*REQUIRED ACTION*. Write out the entries, please, from the line containing "range is refused" through their final line, exactly and with nothing else.

*SUPPLIED MATERIAL*.
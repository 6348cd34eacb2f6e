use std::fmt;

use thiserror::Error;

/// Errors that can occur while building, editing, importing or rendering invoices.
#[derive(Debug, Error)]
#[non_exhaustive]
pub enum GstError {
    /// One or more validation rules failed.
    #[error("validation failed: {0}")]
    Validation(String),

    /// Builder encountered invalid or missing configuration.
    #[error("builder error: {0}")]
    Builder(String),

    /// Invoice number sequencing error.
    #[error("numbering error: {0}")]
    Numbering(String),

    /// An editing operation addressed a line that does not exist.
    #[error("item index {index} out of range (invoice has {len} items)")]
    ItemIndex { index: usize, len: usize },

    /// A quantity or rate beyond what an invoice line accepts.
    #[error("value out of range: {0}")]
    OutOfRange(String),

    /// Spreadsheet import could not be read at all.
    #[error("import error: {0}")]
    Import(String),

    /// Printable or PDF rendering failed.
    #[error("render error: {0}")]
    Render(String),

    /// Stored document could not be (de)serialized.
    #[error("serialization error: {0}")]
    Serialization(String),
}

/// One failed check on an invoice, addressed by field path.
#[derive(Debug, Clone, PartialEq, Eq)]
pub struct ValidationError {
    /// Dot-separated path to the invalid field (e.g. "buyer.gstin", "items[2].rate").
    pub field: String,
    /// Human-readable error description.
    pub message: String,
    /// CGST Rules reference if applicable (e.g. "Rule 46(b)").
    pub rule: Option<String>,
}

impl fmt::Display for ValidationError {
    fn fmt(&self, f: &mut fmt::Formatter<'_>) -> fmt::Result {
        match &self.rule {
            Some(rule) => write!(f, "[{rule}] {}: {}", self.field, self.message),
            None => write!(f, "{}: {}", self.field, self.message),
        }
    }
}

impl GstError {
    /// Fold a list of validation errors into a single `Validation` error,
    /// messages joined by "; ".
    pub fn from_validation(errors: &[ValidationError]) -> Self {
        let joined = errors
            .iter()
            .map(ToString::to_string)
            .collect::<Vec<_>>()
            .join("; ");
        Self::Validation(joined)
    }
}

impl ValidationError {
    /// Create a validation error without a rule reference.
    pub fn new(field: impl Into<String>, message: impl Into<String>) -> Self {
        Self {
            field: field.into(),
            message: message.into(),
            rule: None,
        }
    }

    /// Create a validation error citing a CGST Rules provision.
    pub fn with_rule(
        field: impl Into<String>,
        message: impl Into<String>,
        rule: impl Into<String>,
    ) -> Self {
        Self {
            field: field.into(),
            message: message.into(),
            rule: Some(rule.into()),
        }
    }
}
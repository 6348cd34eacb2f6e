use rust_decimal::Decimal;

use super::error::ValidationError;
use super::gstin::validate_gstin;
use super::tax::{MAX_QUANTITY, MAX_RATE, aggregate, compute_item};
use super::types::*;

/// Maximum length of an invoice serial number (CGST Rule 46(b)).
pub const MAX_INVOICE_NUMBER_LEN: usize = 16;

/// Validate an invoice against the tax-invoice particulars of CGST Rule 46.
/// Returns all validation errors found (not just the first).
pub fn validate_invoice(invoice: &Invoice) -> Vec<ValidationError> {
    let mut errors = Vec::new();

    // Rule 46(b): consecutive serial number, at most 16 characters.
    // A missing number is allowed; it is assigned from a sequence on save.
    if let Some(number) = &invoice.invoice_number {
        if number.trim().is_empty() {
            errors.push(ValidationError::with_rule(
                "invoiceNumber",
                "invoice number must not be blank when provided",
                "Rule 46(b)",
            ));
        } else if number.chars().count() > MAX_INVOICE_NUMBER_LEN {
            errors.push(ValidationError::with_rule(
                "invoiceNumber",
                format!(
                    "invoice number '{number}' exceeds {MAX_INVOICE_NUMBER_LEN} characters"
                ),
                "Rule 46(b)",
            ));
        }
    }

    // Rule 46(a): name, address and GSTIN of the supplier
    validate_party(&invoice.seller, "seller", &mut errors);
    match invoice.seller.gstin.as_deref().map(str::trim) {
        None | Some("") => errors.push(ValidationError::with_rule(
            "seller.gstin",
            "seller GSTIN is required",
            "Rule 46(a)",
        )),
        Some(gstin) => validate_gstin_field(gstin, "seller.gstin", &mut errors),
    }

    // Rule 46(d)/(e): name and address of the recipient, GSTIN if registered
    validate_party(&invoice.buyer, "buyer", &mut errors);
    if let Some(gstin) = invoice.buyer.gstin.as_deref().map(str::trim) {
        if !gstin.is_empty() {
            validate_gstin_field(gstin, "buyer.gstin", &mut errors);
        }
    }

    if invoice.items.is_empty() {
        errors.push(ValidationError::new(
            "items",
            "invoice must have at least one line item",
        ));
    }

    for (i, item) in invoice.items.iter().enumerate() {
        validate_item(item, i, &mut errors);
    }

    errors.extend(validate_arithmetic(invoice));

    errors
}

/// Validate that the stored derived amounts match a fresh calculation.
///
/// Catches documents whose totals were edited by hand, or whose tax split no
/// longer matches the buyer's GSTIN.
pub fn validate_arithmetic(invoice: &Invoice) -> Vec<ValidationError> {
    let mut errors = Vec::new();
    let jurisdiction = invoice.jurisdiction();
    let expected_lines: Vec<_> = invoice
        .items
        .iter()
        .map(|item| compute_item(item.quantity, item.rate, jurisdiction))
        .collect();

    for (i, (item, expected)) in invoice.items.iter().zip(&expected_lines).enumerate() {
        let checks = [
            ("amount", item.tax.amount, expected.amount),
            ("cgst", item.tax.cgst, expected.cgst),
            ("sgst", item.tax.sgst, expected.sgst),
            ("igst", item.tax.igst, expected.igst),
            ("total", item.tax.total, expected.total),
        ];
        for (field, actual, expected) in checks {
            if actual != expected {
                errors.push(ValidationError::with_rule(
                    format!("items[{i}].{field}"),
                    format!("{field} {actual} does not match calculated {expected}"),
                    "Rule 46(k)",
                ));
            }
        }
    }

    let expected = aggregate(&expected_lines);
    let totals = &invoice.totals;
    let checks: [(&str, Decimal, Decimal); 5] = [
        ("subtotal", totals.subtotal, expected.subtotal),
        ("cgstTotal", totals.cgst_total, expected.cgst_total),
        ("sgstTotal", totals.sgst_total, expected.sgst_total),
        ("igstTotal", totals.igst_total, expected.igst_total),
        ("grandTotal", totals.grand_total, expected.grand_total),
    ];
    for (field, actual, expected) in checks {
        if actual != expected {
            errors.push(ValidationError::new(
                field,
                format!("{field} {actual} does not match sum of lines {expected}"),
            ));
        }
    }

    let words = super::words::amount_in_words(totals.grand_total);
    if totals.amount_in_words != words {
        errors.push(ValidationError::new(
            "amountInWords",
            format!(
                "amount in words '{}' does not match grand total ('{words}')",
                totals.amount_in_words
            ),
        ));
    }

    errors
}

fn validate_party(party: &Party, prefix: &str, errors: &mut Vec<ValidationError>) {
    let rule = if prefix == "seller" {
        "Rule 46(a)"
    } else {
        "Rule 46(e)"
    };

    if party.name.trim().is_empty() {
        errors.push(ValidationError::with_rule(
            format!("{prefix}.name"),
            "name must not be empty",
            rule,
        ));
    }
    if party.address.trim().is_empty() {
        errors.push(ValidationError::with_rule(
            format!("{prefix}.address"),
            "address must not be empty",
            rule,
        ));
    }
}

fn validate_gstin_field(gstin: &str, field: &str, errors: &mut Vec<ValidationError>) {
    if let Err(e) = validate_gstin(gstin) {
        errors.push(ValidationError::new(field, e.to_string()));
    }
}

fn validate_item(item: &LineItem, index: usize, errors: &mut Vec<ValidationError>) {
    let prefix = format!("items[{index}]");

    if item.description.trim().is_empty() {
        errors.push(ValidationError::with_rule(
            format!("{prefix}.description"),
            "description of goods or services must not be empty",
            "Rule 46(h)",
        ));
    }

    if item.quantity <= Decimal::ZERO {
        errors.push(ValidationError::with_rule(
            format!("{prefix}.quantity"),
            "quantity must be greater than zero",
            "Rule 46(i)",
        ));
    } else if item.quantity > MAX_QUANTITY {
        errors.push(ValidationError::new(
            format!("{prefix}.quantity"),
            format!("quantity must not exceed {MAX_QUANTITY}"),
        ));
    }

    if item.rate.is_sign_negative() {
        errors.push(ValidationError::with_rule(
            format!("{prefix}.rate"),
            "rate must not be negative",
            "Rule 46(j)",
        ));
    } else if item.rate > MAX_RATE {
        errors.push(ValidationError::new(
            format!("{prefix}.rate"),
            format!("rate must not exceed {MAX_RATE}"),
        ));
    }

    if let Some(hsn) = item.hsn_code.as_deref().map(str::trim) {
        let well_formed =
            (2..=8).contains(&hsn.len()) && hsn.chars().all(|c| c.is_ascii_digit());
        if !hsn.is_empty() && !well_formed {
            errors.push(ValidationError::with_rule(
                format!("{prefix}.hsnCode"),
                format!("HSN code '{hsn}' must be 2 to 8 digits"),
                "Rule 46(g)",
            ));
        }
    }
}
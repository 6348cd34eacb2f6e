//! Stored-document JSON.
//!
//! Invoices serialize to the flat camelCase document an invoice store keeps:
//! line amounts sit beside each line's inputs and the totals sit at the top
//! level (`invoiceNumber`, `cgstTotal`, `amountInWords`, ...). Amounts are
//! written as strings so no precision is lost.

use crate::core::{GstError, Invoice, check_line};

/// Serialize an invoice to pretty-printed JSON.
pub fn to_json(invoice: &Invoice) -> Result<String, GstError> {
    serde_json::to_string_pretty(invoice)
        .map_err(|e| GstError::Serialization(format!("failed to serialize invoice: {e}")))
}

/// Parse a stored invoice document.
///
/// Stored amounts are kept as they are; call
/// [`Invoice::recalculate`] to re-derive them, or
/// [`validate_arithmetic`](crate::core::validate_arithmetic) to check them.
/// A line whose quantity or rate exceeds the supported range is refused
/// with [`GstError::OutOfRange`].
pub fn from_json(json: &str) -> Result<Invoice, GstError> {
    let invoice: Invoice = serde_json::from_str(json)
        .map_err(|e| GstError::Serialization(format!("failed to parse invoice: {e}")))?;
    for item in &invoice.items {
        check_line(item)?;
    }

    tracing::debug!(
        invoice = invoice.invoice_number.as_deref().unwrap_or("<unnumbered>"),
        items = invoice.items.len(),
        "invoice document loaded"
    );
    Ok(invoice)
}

*RESPONSE AREA*.
/// A line whose quantity or rate exceeds the supported range is refused
/// with [`GstError::OutOfRange`].
pub fn from_json(json: &str) -> Result<Invoice, GstError> {
    let invoice: Invoice = serde_json::from_str(json)
        .map_err(|e| GstError::Serialization(format!("failed to parse invoice: {e}")))?;
    for item in &invoice.items {
        check_line(item)?;
    }

    tracing::debug!(
        invoice = invoice.invoice_number.as_deref().unwrap_or("<unnumbered>"),
        items = invoice.items.len(),
        "invoice document loaded"
    );
    Ok(invoice)
}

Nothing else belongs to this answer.